65 cents of a €uro's worth of electronic mail to ye.
The _*unrecognised*_ Turkish Republic of Northern Cyprus has a presidential election today.
The self-proclaimed republic was declared in 1983 in the the northern region of the island which the Turkish Army occupied back in 1974.
Turkey is the world's only country to have recognized it. The Organization of the Islamic Conference (bit bigger than the arabic league but the mint tea isn't as food) granted it observer member status under the name of "Turkish Cypriot State". Cyprus is a member state of the EU.
check the 65 cent Irish stamp (the one with the map)
The Turkish Cyprus barrier (UN Buffer Zone on Cyprus)is a 300 km (187 mile) separation barrier along the 1974 Green Line (or ceasefire line) between the self-proclaimed Turkish Republic of Northern Cyprus and The Republic of Cyprus.

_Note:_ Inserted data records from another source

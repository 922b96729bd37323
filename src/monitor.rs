//! Progress and cancellation hooks for long-running stages.
//!
//! Generators and trainers poll [`RunMonitor::is_canceled`] at coarse
//! boundaries (per condition, per epoch) and report progress as a fraction
//! in `[0, 1]`. A canceled run returns what it has produced so far.

pub trait RunMonitor {
    fn set_progress(&mut self, fraction: f64);

    fn is_canceled(&self) -> bool;
}

/// Monitor that ignores progress and never cancels.
#[derive(Debug, Default, Clone, Copy)]
pub struct Unmonitored;

impl RunMonitor for Unmonitored {
    fn set_progress(&mut self, _fraction: f64) {}

    fn is_canceled(&self) -> bool {
        false
    }
}

/// Monitor built from a progress callback and a cancellation predicate.
pub struct Hooks<P, C>
where
    P: FnMut(f64),
    C: Fn() -> bool,
{
    progress: P,
    canceled: C,
}

impl<P, C> Hooks<P, C>
where
    P: FnMut(f64),
    C: Fn() -> bool,
{
    pub fn new(progress: P, canceled: C) -> Self {
        Self { progress, canceled }
    }
}

impl<P, C> RunMonitor for Hooks<P, C>
where
    P: FnMut(f64),
    C: Fn() -> bool,
{
    fn set_progress(&mut self, fraction: f64) {
        (self.progress)(fraction.clamp(0.0, 1.0));
    }

    fn is_canceled(&self) -> bool {
        (self.canceled)()
    }
}

#[cfg(test)]
mod tests {
    use std::cell::Cell;

    use super::*;

    #[test]
    fn hooks_forward_and_clamp_progress() {
        let mut seen = Vec::new();
        {
            let mut hooks = Hooks::new(|p| seen.push(p), || false);
            hooks.set_progress(0.5);
            hooks.set_progress(1.5);
            assert!(!hooks.is_canceled());
        }
        assert_eq!(seen, vec![0.5, 1.0]);
    }

    #[test]
    fn hooks_observe_external_cancel_flag() {
        let flag = Cell::new(false);
        let hooks = Hooks::new(|_| {}, || flag.get());
        assert!(!hooks.is_canceled());
        flag.set(true);
        assert!(hooks.is_canceled());
    }
}
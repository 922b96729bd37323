//! Autoregressive rollout of a trained surrogate.
//!
//! Each step feeds the current `[time, species(, parameters)]` row to the
//! network as a length-1 sequence from a zero recurrent state and takes the
//! predicted mean as the next species state. The predicted spread is not
//! sampled, so a rollout is a pure function of the weights and the initial
//! condition.

use log::{info, warn};
use serde::{Deserialize, Serialize};

use crate::dataset::{GenerationOutcome, GenerationStatus, TrajectoryTensor};
use crate::monitor::{RunMonitor, Unmonitored};
use crate::randomize::{InitialConditionSet, ParameterPerturbationSet};
use crate::surrogate::MdnNetwork;
use crate::{ensure_len, CrnError, Result};

/// How predicted means become the next state.
///
/// The rounded value is both stored in the trajectory and fed back as the
/// next step's input, so the network only ever sees states a trajectory
/// could hold. Use `Continuous` to feed back the raw mean.
#[derive(Debug, Clone, Copy, Default, PartialEq, Eq, Serialize, Deserialize)]
#[serde(rename_all = "snake_case")]
pub enum RoundingPolicy {
    /// Round half away from zero, emulating molecule counts.
    #[default]
    Nearest,
    /// As `Nearest`, then clamp at zero.
    NearestNonNegative,
    /// Keep the raw mean.
    Continuous,
}

impl RoundingPolicy {
    pub fn apply(self, value: f64) -> f64 {
        match self {
            RoundingPolicy::Nearest => value.round(),
            RoundingPolicy::NearestNonNegative => value.round().max(0.0),
            RoundingPolicy::Continuous => value,
        }
    }
}

pub struct AutoregressiveSampler<'a> {
    network: &'a MdnNetwork,
    species: Vec<String>,
    parameters: Option<ParameterPerturbationSet>,
    rounding: RoundingPolicy,
}

impl<'a> AutoregressiveSampler<'a> {
    /// `species` is the column order the network was trained on.
    pub fn new(network: &'a MdnNetwork, species: Vec<String>, rounding: RoundingPolicy) -> Result<Self> {
        ensure_len("sampler species", network.architecture().n_species, species.len())?;
        Ok(Self {
            network,
            species,
            parameters: None,
            rounding,
        })
    }

    /// Constant parameter columns for networks trained with them.
    ///
    /// Either one row shared by every condition or one row per condition.
    pub fn with_parameters(mut self, parameters: ParameterPerturbationSet) -> Result<Self> {
        ensure_len(
            "sampler parameter columns",
            self.network.architecture().n_parameter_columns(),
            parameters.names().len(),
        )?;
        self.parameters = Some(parameters);
        Ok(self)
    }

    pub fn rounding(&self) -> RoundingPolicy {
        self.rounding
    }

    pub fn simulate(
        &self,
        conditions: &InitialConditionSet,
        time_step: f64,
        n_steps: usize,
        n_sims_per_condition: usize,
    ) -> Result<TrajectoryTensor> {
        let outcome = self.simulate_monitored(
            conditions,
            time_step,
            n_steps,
            n_sims_per_condition,
            &mut Unmonitored,
        )?;
        Ok(outcome.tensor)
    }

    /// Like [`simulate`](Self::simulate), checking for cancellation before
    /// each condition.
    pub fn simulate_monitored<M>(
        &self,
        conditions: &InitialConditionSet,
        time_step: f64,
        n_steps: usize,
        n_sims_per_condition: usize,
        monitor: &mut M,
    ) -> Result<GenerationOutcome>
    where
        M: RunMonitor + ?Sized,
    {
        if conditions.is_empty() {
            return Err(CrnError::EmptyDataset("no initial conditions to roll out".to_string()));
        }
        if !(time_step.is_finite() && time_step > 0.0) {
            return Err(CrnError::InvalidConfig(format!(
                "time_step must be positive, got {time_step}"
            )));
        }
        if n_sims_per_condition == 0 {
            return Err(CrnError::InvalidConfig(
                "n_sims_per_condition must be >= 1".to_string(),
            ));
        }
        let n_param_columns = self.network.architecture().n_parameter_columns();
        match &self.parameters {
            None if n_param_columns > 0 => {
                return Err(CrnError::Validation(format!(
                    "network expects {n_param_columns} parameter columns but none were given"
                )));
            }
            Some(params) if params.len() != 1 && params.len() != conditions.len() => {
                return Err(CrnError::LengthMismatch {
                    context: "sampler parameter rows",
                    expected: conditions.len(),
                    got: params.len(),
                });
            }
            _ => {}
        }

        let mut variable_names = vec!["time".to_string()];
        variable_names.extend(self.species.iter().cloned());
        let mut tensor = TrajectoryTensor::new(variable_names, n_steps + 1);
        let n_conditions = conditions.len();
        info!(
            "rolling out {} conditions x {} replicates for {} steps",
            n_conditions, n_sims_per_condition, n_steps
        );

        monitor.set_progress(0.0);
        for cond in 0..n_conditions {
            if monitor.is_canceled() {
                warn!("rollout canceled after {cond} of {n_conditions} conditions");
                return Ok(GenerationOutcome {
                    tensor,
                    status: GenerationStatus::Partial {
                        conditions_completed: cond,
                    },
                });
            }

            let initial = conditions.ordered_row(cond, &self.species)?;
            let extra = match &self.parameters {
                Some(params) => params.row(if params.len() == 1 { 0 } else { cond }).to_vec(),
                None => Vec::new(),
            };
            let rollout = self.rollout(&initial, &extra, time_step, n_steps)?;
            // rollouts are deterministic, so every replicate is the same path
            for _ in 0..n_sims_per_condition {
                tensor.push_flat(&rollout)?;
            }
            monitor.set_progress((cond + 1) as f64 / n_conditions as f64);
        }

        Ok(GenerationOutcome {
            tensor,
            status: GenerationStatus::Complete,
        })
    }

    /// One flattened `(n_steps + 1) x (1 + n_species)` path.
    fn rollout(&self, initial: &[f64], extra: &[f64], time_step: f64, n_steps: usize) -> Result<Vec<f64>> {
        let width = 1 + initial.len();
        let mut path = Vec::with_capacity((n_steps + 1) * width);
        let mut input = Vec::with_capacity(width + extra.len());
        input.push(0.0);
        input.extend_from_slice(initial);
        input.extend_from_slice(extra);
        path.extend_from_slice(&input[..width]);

        for step in 1..=n_steps {
            let prediction = self.network.predict_step(&input)?;
            input[0] = step as f64 * time_step;
            for (slot, mu) in input[1..width].iter_mut().zip(prediction.mu.iter()) {
                *slot = self.rounding.apply(*mu);
            }
            path.extend_from_slice(&input[..width]);
        }
        Ok(path)
    }
}

#[cfg(test)]
mod tests {
    use std::cell::Cell;

    use super::*;
    use crate::config::{Device, SurrogateConfig};
    use crate::monitor::Hooks;
    use crate::surrogate::Architecture;

    fn network(n_params: usize) -> MdnNetwork {
        let config = SurrogateConfig {
            hidden_size: 5,
            num_layers: 2,
            device: Device::Cpu,
            init_seed: 21,
        };
        MdnNetwork::new(Architecture::for_dataset(2, n_params, &config), &config).unwrap()
    }

    fn conditions() -> InitialConditionSet {
        InitialConditionSet::new(
            vec!["A".to_string(), "B".to_string()],
            vec![vec![10.0, 0.0], vec![3.0, 7.0]],
        )
        .unwrap()
    }

    #[test]
    fn rounding_policies() {
        assert_eq!(RoundingPolicy::Nearest.apply(-0.6), -1.0);
        assert_eq!(RoundingPolicy::NearestNonNegative.apply(-0.6), 0.0);
        assert_eq!(RoundingPolicy::Nearest.apply(2.5), 3.0);
        assert_eq!(RoundingPolicy::Continuous.apply(1.25), 1.25);
    }

    #[test]
    fn repeated_rollouts_are_identical() {
        let net = network(0);
        let sampler = AutoregressiveSampler::new(&net, vec!["A".into(), "B".into()], RoundingPolicy::Nearest).unwrap();
        let first = sampler.simulate(&conditions(), 0.5, 6, 2).unwrap();
        let second = sampler.simulate(&conditions(), 0.5, 6, 2).unwrap();
        assert_eq!(first, second);
        assert_eq!(first.shape(), (4, 7, 3));
    }

    #[test]
    fn first_row_is_initial_state_and_later_rows_are_rounded() {
        let net = network(0);
        let sampler = AutoregressiveSampler::new(&net, vec!["A".into(), "B".into()], RoundingPolicy::Nearest).unwrap();
        let tensor = sampler.simulate(&conditions(), 0.25, 4, 1).unwrap();

        assert_eq!(tensor.point(1, 0), &[0.0, 3.0, 7.0]);
        for t in 1..=4 {
            let row = tensor.point(0, t);
            assert_eq!(row[0], t as f64 * 0.25);
            assert!(row[1..].iter().all(|v| v.fract() == 0.0));
        }
    }

    #[test]
    fn rounded_state_is_fed_back() {
        let net = network(0);
        let sampler = AutoregressiveSampler::new(&net, vec!["A".into(), "B".into()], RoundingPolicy::Nearest).unwrap();
        let tensor = sampler.simulate(&conditions(), 0.25, 2, 1).unwrap();

        let first = net.predict_step(&[0.0, 10.0, 0.0]).unwrap();
        let row1: Vec<f64> = std::iter::once(0.25)
            .chain(first.mu.iter().map(|m| m.round()))
            .collect();
        assert_eq!(tensor.point(0, 1), row1.as_slice());

        let second = net.predict_step(&row1).unwrap();
        let row2: Vec<f64> = second.mu.iter().map(|m| m.round()).collect();
        assert_eq!(&tensor.point(0, 2)[1..], row2.as_slice());
    }

    #[test]
    fn conditions_are_reordered_to_network_species() {
        let net = network(0);
        let sampler = AutoregressiveSampler::new(&net, vec!["B".into(), "A".into()], RoundingPolicy::Continuous).unwrap();
        let tensor = sampler.simulate(&conditions(), 1.0, 1, 1).unwrap();
        assert_eq!(tensor.variable_names(), &["time", "B", "A"]);
        assert_eq!(tensor.point(0, 0), &[0.0, 0.0, 10.0]);
    }

    #[test]
    fn parameter_columns_are_required_when_trained_with_them() {
        let net = network(1);
        let sampler = AutoregressiveSampler::new(&net, vec!["A".into(), "B".into()], RoundingPolicy::Nearest).unwrap();
        assert!(matches!(
            sampler.simulate(&conditions(), 1.0, 2, 1),
            Err(CrnError::Validation(_))
        ));

        let params = ParameterPerturbationSet::new(vec!["k".into()], vec![vec![0.3]]).unwrap();
        let sampler = sampler.with_parameters(params).unwrap();
        let tensor = sampler.simulate(&conditions(), 1.0, 2, 1).unwrap();
        assert_eq!(tensor.n_vars(), 3);
    }

    #[test]
    fn cancel_before_second_condition_gives_partial() {
        let net = network(0);
        let sampler = AutoregressiveSampler::new(&net, vec!["A".into(), "B".into()], RoundingPolicy::Nearest).unwrap();
        let polls = Cell::new(0);
        let mut monitor = Hooks::new(
            |_| {},
            || {
                polls.set(polls.get() + 1);
                polls.get() > 1
            },
        );
        let outcome = sampler.simulate_monitored(&conditions(), 1.0, 3, 2, &mut monitor).unwrap();
        assert_eq!(outcome.status, GenerationStatus::Partial { conditions_completed: 1 });
        assert_eq!(outcome.tensor.n_samples(), 2);
    }

    #[test]
    fn rejects_non_positive_step() {
        let net = network(0);
        let sampler = AutoregressiveSampler::new(&net, vec!["A".into(), "B".into()], RoundingPolicy::Nearest).unwrap();
        assert!(sampler.simulate(&conditions(), 0.0, 3, 1).is_err());
    }
}
impl Trainer {
    /// Splits `tensor` into training and held-out sequences.
    ///
    /// Columns must be `[time, species.., parameters..]` with `n_species`
    /// species columns.
    pub fn new(config: TrainingConfig, tensor: &TrajectoryTensor, n_species: usize) -> Result<Self> {
        config.validate()?;
        let (n_samples, n_points, n_vars) = tensor.shape();
        if n_samples == 0 {
            return Err(CrnError::EmptyDataset("tensor has no trajectories".to_string()));
        }
        if n_points < 2 {
            return Err(CrnError::Validation(
                "trajectories need at least two points to train on".to_string(),
            ));
        }
        if n_species == 0 || n_vars < 1 + n_species {
            return Err(CrnError::Validation(format!(
                "{n_vars} tensor columns cannot hold time and {n_species} species"
            )));
        }

        let n_train = (n_samples as f64 * config.train_fraction).floor() as usize;
        if n_train == 0 {
            return Err(CrnError::EmptyDataset(format!(
                "train_fraction {} of {} trajectories leaves nothing to train on",
                config.train_fraction, n_samples
            )));
        }

        let sequences: Vec<Sequence> = (0..n_samples)
            .map(|s| Sequence {
                inputs: (0..n_points - 1)
                    .map(|t| DVector::from_column_slice(tensor.point(s, t)))
                    .collect(),
                targets: (1..n_points)
                    .map(|t| DVector::from_column_slice(&tensor.point(s, t)[1..=n_species]))
                    .collect(),
            })
            .collect();
        let mut train = sequences;
        let test = train.split_off(n_train);
        info!(
            "split {} trajectories into {} train / {} held out",
            n_samples,
            train.len(),
            test.len()
        );

        Ok(Self {
            config,
            n_species,
            n_vars,
            n_steps: n_points - 1,
            train,
            test,
        })
    }

    pub fn config(&self) -> &TrainingConfig {
        &self.config
    }

    pub fn n_train(&self) -> usize {
        self.train.len()
    }

    pub fn n_test(&self) -> usize {
        self.test.len()
    }

    /// Number of parameter columns after the species columns.
    pub fn n_parameter_columns(&self) -> usize {
        self.n_vars - 1 - self.n_species
    }

    fn check_model(&self, model: &MdnNetwork) -> Result<()> {
        let arch = model.architecture();
        let expected = (self.n_species, self.n_vars);
        let got = (arch.n_species, arch.input_size);
        if expected != got {
            return Err(CrnError::ShapeMismatch {
                tensor: "model (n_species, input_size)".to_string(),
                expected,
                got,
            });
        }
        Ok(())
    }

    fn elements_per_sequence(&self) -> f64 {
        (self.n_steps * self.n_species) as f64
    }

    fn mean_nll(&self, model: &MdnNetwork, sequences: &[Sequence]) -> f64 {
        let total: f64 = sequences
            .iter()
            .map(|seq| model.sequence_nll(&seq.inputs, &seq.targets))
            .sum();
        total / (sequences.len() as f64 * self.elements_per_sequence())
    }

    /// Trains `model` in place and reports how the run ended.
    ///
    /// Cancellation is polled once before every epoch. With `restore_best`
    /// set, the best checkpoint is loaded back into `model` at the end.
    pub fn train<M>(&self, model: &mut MdnNetwork, monitor: &mut M) -> Result<TrainingReport>
    where
        M: RunMonitor + ?Sized,
    {
        self.check_model(model)?;
        let mut rng = if self.config.seed == 0 {
            ChaCha8Rng::from_entropy()
        } else {
            ChaCha8Rng::seed_from_u64(self.config.seed)
        };
        let mut optimizer = Adam::new(self.config.learning_rate);
        let mut order: Vec<usize> = (0..self.train.len()).collect();

        self.drive(model, monitor, |model, _epoch| {
            order.shuffle(&mut rng);
            let mut total = 0.0;
            for batch in order.chunks(self.config.batch_size) {
                let scale = 1.0 / (batch.len() as f64 * self.elements_per_sequence());
                let mut grads = model.zeros_like();
                for &idx in batch {
                    let seq = &self.train[idx];
                    total += model.accumulate_gradients(&seq.inputs, &seq.targets, scale, &mut grads);
                }
                model.apply_gradients(&mut optimizer, &grads);
            }
            let train_loss = total / (self.train.len() as f64 * self.elements_per_sequence());
            let validation_loss = if self.test.is_empty() {
                None
            } else {
                Some(self.mean_nll(model, &self.test))
            };
            Ok((train_loss, validation_loss))
        })
    }

    /// Epoch loop and stop logic around `run_epoch`, which updates the model
    /// and returns `(train_loss, validation_loss)`.
    fn drive<M, F>(&self, model: &mut MdnNetwork, monitor: &mut M, mut run_epoch: F) -> Result<TrainingReport>
    where
        M: RunMonitor + ?Sized,
        F: FnMut(&mut MdnNetwork, usize) -> Result<(f64, Option<f64>)>,
    {
        let n_epochs = self.config.n_epochs;
        let mut stopping = EarlyStopping::new(self.config.patience);
        let mut state = TrainingState::Idle;
        let mut history = Vec::with_capacity(n_epochs);
        let mut best_weights: Option<SurrogateWeights> = None;

        monitor.set_progress(0.0);
        for epoch in 0..n_epochs {
            if monitor.is_canceled() {
                warn!("training canceled before epoch {epoch}");
                state = TrainingState::Stopped(StopReason::Cancelled);
                break;
            }
            state = TrainingState::Training { epoch };

            let (train_loss, validation_loss) = run_epoch(model, epoch)?;
            let monitored = validation_loss.unwrap_or(train_loss);
            let improved = stopping.observe(epoch, monitored);
            if improved {
                let weights = model.weights();
                if let Some(path) = &self.config.checkpoint_path {
                    weights.save_json(path)?;
                }
                best_weights = Some(weights);
            }

            match validation_loss {
                Some(val) => info!(
                    "epoch {}/{}: train_nll={:.6} val_nll={:.6}{}",
                    epoch + 1,
                    n_epochs,
                    train_loss,
                    val,
                    if improved { " *" } else { "" }
                ),
                None => info!(
                    "epoch {}/{}: train_nll={:.6}{}",
                    epoch + 1,
                    n_epochs,
                    train_loss,
                    if improved { " *" } else { "" }
                ),
            }
            history.push(EpochRecord {
                epoch,
                train_loss,
                validation_loss,
            });
            monitor.set_progress((epoch + 1) as f64 / n_epochs as f64);

            if self.config.target_loss.is_some_and(|target| monitored <= target) {
                info!("target loss reached at epoch {}", epoch + 1);
                state = TrainingState::Stopped(StopReason::Converged);
                break;
            }
            if stopping.should_stop() {
                info!(
                    "early stop after epoch {}: no improvement for {} epochs",
                    epoch + 1,
                    self.config.patience
                );
                state = TrainingState::Stopped(StopReason::EarlyStop);
                break;
            }
        }
        if let TrainingState::Training { .. } = state {
            state = TrainingState::Stopped(StopReason::Completed);
        }

        if self.config.restore_best {
            if let Some(weights) = &best_weights {
                model.load_weights(weights)?;
            }
        }

        Ok(TrainingReport {
            state,
            epochs_run: history.len(),
            best_loss: stopping.best_loss(),
            best_epoch: stopping.best_epoch(),
            history,
            best_weights,
        })
    }

    /// Held-out pass without gradients.
    pub fn validate(&self, model: &MdnNetwork) -> Result<ValidationReport> {
        self.check_model(model)?;
        if self.test.is_empty() {
            return Err(CrnError::EmptyDataset("no held-out trajectories".to_string()));
        }

        let mut squared_error = 0.0;
        for seq in &self.test {
            for (prediction, target) in model.forward(&seq.inputs).iter().zip(&seq.targets) {
                squared_error += prediction
                    .mu
                    .iter()
                    .zip(target.iter())
                    .map(|(mu, y)| (mu.round() - y).powi(2))
                    .sum::<f64>();
            }
        }
        let elements = self.test.len() as f64 * self.elements_per_sequence();

        Ok(ValidationReport {
            mean_nll: self.mean_nll(model, &self.test),
            rounded_mse: squared_error / elements,
            n_trajectories: self.test.len(),
        })
    }
}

Constructed by Turkey, it served to separate the northern 37% (mostly inhabited by ethnic Turkish Cypriots) of Cyprus, occupied by Turkish troops since 1974, from the southern part (mostly inhabited by ethnic Greek Cypriots), and splits the capital Nicosia in two.
The barrier itself consists of concrete walls, barbed wire fencing, watch-towers, anti-tank ditches, and minefields. Parts of it are patrolled by United Nations peacekeeping forces.
It has a big no-mans land in the middle, and you can still see toys in the middle that we were dropped by the 200,000 refugees who crossed it.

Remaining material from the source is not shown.